*Work task*. Work through the records below and copy every line that includes "PerformanceSnapshot".

*Records contained in a dataset*.
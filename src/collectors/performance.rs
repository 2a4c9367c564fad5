use crate::page::{PageContext, PageError};
use crate::snapshot::{LongTask, NetworkFailure, PerformanceSnapshot, Rating, SlowResource, VitalReading};
use serde::Deserialize;
use serde_json::json;
use std::collections::BTreeMap;
use std::time::Duration;

/// Resources slower than this are reported
pub const SLOW_RESOURCE_MS: u64 = 1000;

/// Extra time granted to the browser beyond the sampling window
const GRACE: Duration = Duration::from_secs(2);

/// Observes the page for `arguments[0]` ms, then disconnects every observer
/// from an in-page timer and reports. Entry types the engine does not
/// support are skipped.
const SAMPLER_SCRIPT: &str = r#"
const windowMs = arguments[0];
const slowMs = arguments[1];
const done = arguments[arguments.length - 1];
const out = { vitals: {}, longTasks: [], slowResources: [], networkFailures: [] };
const observers = [];

function observe(type, onEntry) {
    try {
        if (typeof PerformanceObserver === 'undefined') return;
        const supported = PerformanceObserver.supportedEntryTypes || [];
        if (supported.indexOf(type) === -1) return;
        const observer = new PerformanceObserver(function (list) {
            list.getEntries().forEach(onEntry);
        });
        observer.observe({ type: type, buffered: true });
        observers.push(observer);
    } catch (e) {}
}

observe('largest-contentful-paint', function (e) {
    out.vitals.LCP = e.renderTime || e.loadTime || e.startTime;
});
observe('first-input', function (e) {
    out.vitals.FID = e.processingStart - e.startTime;
});
let cls = 0;
observe('layout-shift', function (e) {
    if (!e.hadRecentInput) { cls += e.value; out.vitals.CLS = cls; }
});
observe('longtask', function (e) {
    out.longTasks.push({ duration: e.duration, startTime: e.startTime });
});
observe('resource', function (e) {
    if (e.duration > slowMs) {
        out.slowResources.push({ name: e.name, duration: e.duration, size: e.transferSize || 0 });
    }
    if (e.responseStatus && e.responseStatus >= 400) {
        out.networkFailures.push({ name: e.name, status: e.responseStatus });
    }
});

setTimeout(function () {
    observers.forEach(function (o) { try { o.disconnect(); } catch (e) {} });
    done(out);
}, windowMs);
"#;

#[derive(Debug, Default, Deserialize)]
#[serde(rename_all = "camelCase")]
struct RawSample {
    #[serde(default)]
    vitals: BTreeMap<String, f64>,
    #[serde(default)]
    long_tasks: Vec<LongTask>,
    #[serde(default)]
    slow_resources: Vec<SlowResource>,
    #[serde(default)]
    network_failures: Vec<NetworkFailure>,
}

/// Samples Core Web Vitals, long tasks and slow or failed resources
#[derive(Debug, Clone)]
pub struct PerformanceSampler {
    window: Duration,
}

impl PerformanceSampler {
    pub fn new(window: Duration) -> Self {
        Self { window }
    }

    /// Sample the page. `None` when the sampler could not run.
    pub async fn collect(&self, page: &dyn PageContext) -> Option<PerformanceSnapshot> {
        match self.sample(page).await {
            Ok(snapshot) => Some(snapshot),
            Err(e) => {
                ::log::warn!("Performance collection partial failure: {}", e);
                None
            }
        }
    }

    async fn sample(&self, page: &dyn PageContext) -> Result<PerformanceSnapshot, PageError> {
        let limit = self.window + GRACE;
        let args = vec![json!(self.window.as_millis() as u64), json!(SLOW_RESOURCE_MS)];

        let raw = tokio::time::timeout(limit, page.execute_async(SAMPLER_SCRIPT, args))
            .await
            .map_err(|_| PageError::Timeout(limit.as_millis() as u64))??;

        let sample: RawSample = serde_json::from_value(raw)?;
        Ok(rate_sample(sample))
    }
}

fn rate_sample(sample: RawSample) -> PerformanceSnapshot {
    let core_vitals = sample
        .vitals
        .into_iter()
        .filter_map(|(metric, value)| {
            Rating::classify(&metric, value).map(|rating| (metric, VitalReading { value, rating }))
        })
        .collect();

    PerformanceSnapshot {
        core_vitals,
        long_tasks: sample.long_tasks,
        slow_resources: sample.slow_resources,
        network_failures: sample.network_failures,
    }
}

#[cfg(test)]
mod tests {
    use super::*;

    #[test]
    fn test_rate_sample_classifies_vitals() {
        let raw: RawSample = serde_json::from_value(json!({
            "vitals": {"LCP": 4200.0, "FID": 50.0, "CLS": 0.12, "FCP": 900.0},
            "longTasks": [{"duration": 120.0, "startTime": 10.0}],
            "slowResources": [{"name": "https://cdn.example.com/app.js", "duration": 1800.0, "size": 51200}],
            "networkFailures": [{"name": "https://api.example.com/user", "status": 500}]
        }))
        .unwrap();

        let snapshot = rate_sample(raw);
        assert_eq!(snapshot.core_vitals["LCP"].rating, Rating::Poor);
        assert_eq!(snapshot.core_vitals["FID"].rating, Rating::Good);
        assert_eq!(snapshot.core_vitals["CLS"].rating, Rating::NeedsImprovement);
        // No thresholds for FCP
        assert!(!snapshot.core_vitals.contains_key("FCP"));
        assert_eq!(snapshot.long_tasks.len(), 1);
        assert_eq!(snapshot.slow_resources[0].size, 51200);
        assert_eq!(snapshot.network_failures[0].status, Some(500));
        assert_eq!(snapshot.poor_vitals(), vec!["LCP"]);
    }

    #[test]
    fn test_missing_fields_default() {
        let raw: RawSample = serde_json::from_value(json!({})).unwrap();
        assert!(rate_sample(raw).is_empty());
    }
}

*Answer below*.
use crate::snapshot::{LongTask, NetworkFailure, PerformanceSnapshot, Rating, SlowResource, VitalReading};
    pub async fn collect(&self, page: &dyn PageContext) -> Option<PerformanceSnapshot> {
    async fn sample(&self, page: &dyn PageContext) -> Result<PerformanceSnapshot, PageError> {
fn rate_sample(sample: RawSample) -> PerformanceSnapshot {
    PerformanceSnapshot {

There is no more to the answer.